Planning Ahead and Adjusting on the Fly

The heart of the work is an enhanced energy management system that operates on two time scales. First, a day-ahead planner uses forecasts of sunshine, wind, electricity prices, and building demand to sketch out an optimal 24-hour schedule. It decides when to shift flexible appliances such as water heaters or washing machines to cheaper hours, when to charge or discharge batteries, how hard diesel generators should run, and when to buy from or sell power to the grid. Second, a real-time controller checks what is actually happening—how bright the sun is, how fast the wind blows, what the grid is charging, and how much electricity people are using. When reality deviates from the forecast, it fine-tunes the power flows each hour to keep costs low while honoring technical limits such as battery state of charge and generator output bounds.

Gorilla-Inspired Digital Problem Solving

Choosing the best combination of actions for dozens of devices over 24 hours is a tough optimization problem with many constraints and uncertainties. Instead of relying on rigid mathematical formulas that may get stuck in suboptimal solutions, the authors turn to a newer class of search method called the Artificial Gorilla Troops Optimizer (AGTO). AGTO imitates how a gorilla troop explores its environment and then rallies around the strongest leader, the “silverback.” In this analogy, each virtual gorilla represents a possible energy schedule. During the exploration phase, the troop spreads out to sample very different operating patterns, like wandering to unfamiliar feeding grounds. In the exploitation phase, candidates move closer to the best-known solutions, much like following the silverback or competing to refine the group’s position. This process is repeated many times until the algorithm converges on a low-cost operating plan.
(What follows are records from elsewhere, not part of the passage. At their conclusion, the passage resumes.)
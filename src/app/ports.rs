//! Port traits: the hexagonal boundary between domain logic and the outside world.
//!
//! ```text
//!   Adapter ──▶ Port trait ──▶ MainLoop / AlarmController (domain)
//! ```
//!
//! Driven adapters (sensor, buzzer, HTTP, MQTT, clock, event sinks)
//! implement these traits.  The domain consumes them via generics, so the
//! loop never touches hardware or sockets directly.

use crate::error::{HttpError, TelemetryError};
use crate::sensors::Sample;
use crate::telemetry::feeds::{Feed, FeedUpdate};

// ───────────────────────────────────────────────────────────────
// Sensor port (driven adapter: hardware → domain)
// ───────────────────────────────────────────────────────────────

/// Read-side port: one temperature/humidity sample per call.
pub trait SensorPort {
    /// Read the sensor.  Failures are reported as an invalid [`Sample`],
    /// never as a panic; no retry is attempted.
    fn read(&mut self) -> Sample;
}

// ───────────────────────────────────────────────────────────────
// Alarm actuator port (driven adapter: domain → hardware)
// ───────────────────────────────────────────────────────────────

/// Binary audible actuator.
pub trait AlarmActuator {
    /// Start sounding at `hz`.
    fn tone_on(&mut self, hz: u32);

    /// Silence the actuator.
    fn tone_off(&mut self);

    fn is_sounding(&self) -> bool;
}

// ───────────────────────────────────────────────────────────────
// HTTP port (driven adapter: domain → network)
// ───────────────────────────────────────────────────────────────

/// A complete HTTP response.
#[derive(Debug, Clone, PartialEq, Eq)]
pub struct HttpResponse {
    pub status: u16,
    pub body: Vec<u8>,
}

/// Single-shot HTTP GET.  Each call opens and closes its own connection.
pub trait HttpPort {
    fn get(&mut self, url: &str) -> Result<HttpResponse, HttpError>;
}

// ───────────────────────────────────────────────────────────────
// Telemetry transport port (driven adapter: domain ↔ cloud broker)
// ───────────────────────────────────────────────────────────────

/// Raw pub/sub transport underneath [`TelemetryChannel`](crate::telemetry::TelemetryChannel).
pub trait TelemetryPort {
    /// Start (or restart) the broker session.  Non-blocking: the session
    /// may come up later, observable via [`is_connected`](Self::is_connected).
    fn open(&mut self) -> Result<(), TelemetryError>;

    fn is_connected(&self) -> bool;

    /// Enqueue a publish.  No acknowledgement is awaited.
    fn send(&mut self, feed: Feed, payload: &str) -> Result<(), TelemetryError>;

    fn subscribe(&mut self, feed: Feed) -> Result<(), TelemetryError>;

    /// Ask the service to resend the last stored value of `feed`.
    fn request_last(&mut self, feed: Feed) -> Result<(), TelemetryError>;

    /// Next queued inbound update, in arrival order.
    fn next_inbound(&mut self) -> Option<FeedUpdate>;

    /// Service keep-alives / connection health.  Called once per pump.
    fn keep_alive(&mut self);
}

// ───────────────────────────────────────────────────────────────
// Clock port
// ───────────────────────────────────────────────────────────────

/// Monotonic time and blocking delay.
pub trait ClockPort {
    /// Milliseconds since boot.
    fn uptime_ms(&self) -> u64;

    fn sleep_ms(&mut self, ms: u64);
}

// ───────────────────────────────────────────────────────────────
// Event sink port (driven adapter: domain → logging)
// ───────────────────────────────────────────────────────────────

/// The domain emits structured [`AppEvent`](super::events::AppEvent)s
/// through this port.  Adapters decide where they go.
pub trait EventSink {
    fn emit(&mut self, event: &super::events::AppEvent);
}
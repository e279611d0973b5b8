fn main() {
    // Credentials and endpoints are captured with `option_env!` in
    // src/config.rs; rebuild whenever one of them changes.
    for var in [
        "FIREWATCH_CLOUD_USERNAME",
        "FIREWATCH_CLOUD_KEY",
        "FIREWATCH_WIFI_SSID",
        "FIREWATCH_WIFI_PASSWORD",
        "FIREWATCH_WEATHER_URL",
        "FIREWATCH_POLL_INTERVAL_SECS",
        "FIREWATCH_BROKER_HOST",
    ] {
        println!("cargo:rerun-if-env-changed={var}");
    }

    #[cfg(feature = "espidf")]
    embuild::espidf::sysenv::output();
}
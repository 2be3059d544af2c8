//! Notification sink contract.
//!
//! Delivery transport (push service, chat webhook, mail) is site glue and
//! lives outside this crate; the engine only needs somewhere to report the
//! terminal solve outcome. Delivery failure is logged and never fails the
//! solving task.

use crate::error::Result;

/// Accepts (title, body) notifications.
pub trait Notifier: Send + Sync {
    fn notify(&self, title: &str, body: &str) -> Result<()>;
}

/// Default sink: writes the notification to the log.
pub struct LogNotifier;

impl Notifier for LogNotifier {
    fn notify(&self, title: &str, body: &str) -> Result<()> {
        tracing::info!(title, body, "notification");
        Ok(())
    }
}

/// Send through a sink, swallowing and logging delivery failures.
pub fn send(notifier: &dyn Notifier, title: &str, body: &str) {
    if let Err(e) = notifier.notify(title, body) {
        tracing::error!(title, error = %e, "notification delivery failed");
    }
}

#[cfg(test)]
mod tests {
    use super::*;
    use crate::error::TuringError;
    use std::sync::atomic::{AtomicUsize, Ordering};

    struct FailingSink {
        calls: AtomicUsize,
    }

    impl Notifier for FailingSink {
        fn notify(&self, _title: &str, _body: &str) -> Result<()> {
            self.calls.fetch_add(1, Ordering::SeqCst);
            Err(TuringError::Driver("sink offline".into()))
        }
    }

    #[test]
    fn send_swallows_delivery_failure() {
        let sink = FailingSink {
            calls: AtomicUsize::new(0),
        };
        send(&sink, "title", "body");
        assert_eq!(sink.calls.load(Ordering::SeqCst), 1);
    }

    #[test]
    fn log_notifier_accepts() {
        assert!(LogNotifier.notify("t", "b").is_ok());
    }
}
Lower Bills Through Load Shifting and Sharing

The researchers test their framework on realistic data for a coastal Egyptian city, using hour-by-hour profiles of temperature, solar intensity, wind speed, and grid prices. They compare AGTO to several established optimization tools, including particle swarm optimization and other animal-inspired methods. Across single nanogrids and clusters of four nanogrids, the gorilla-based planner consistently finds cheaper schedules. Shifting flexible loads away from expensive evening peaks toward lower-cost periods reduces operating expenses by about 7 percent on its own, while also smoothing the demand curve. When nanogrids are allowed to cooperate and share power, the total daily energy cost falls by roughly 8 percent compared with isolated operation. Overall, AGTO delivers about 15 to 16 percent cost savings relative to competing algorithms when day-ahead planning and load management are both applied.

Resilient Power in a Changing World

For ordinary users, the takeaway is that smart coordination of local clean energy and storage can quietly trim electricity bills and reduce reliance on fossil fuels without sacrificing comfort or reliability. By combining day-ahead planning, real-time adjustment, and an efficient search strategy inspired by gorilla social behavior, the proposed system keeps multi-nanogrid clusters in balance even when weather, prices, and demand do not follow the script. The study suggests that as more buildings adopt rooftop renewables and batteries, intelligent energy management of this kind could play a key role in making neighborhood-scale power networks both economical and resilient.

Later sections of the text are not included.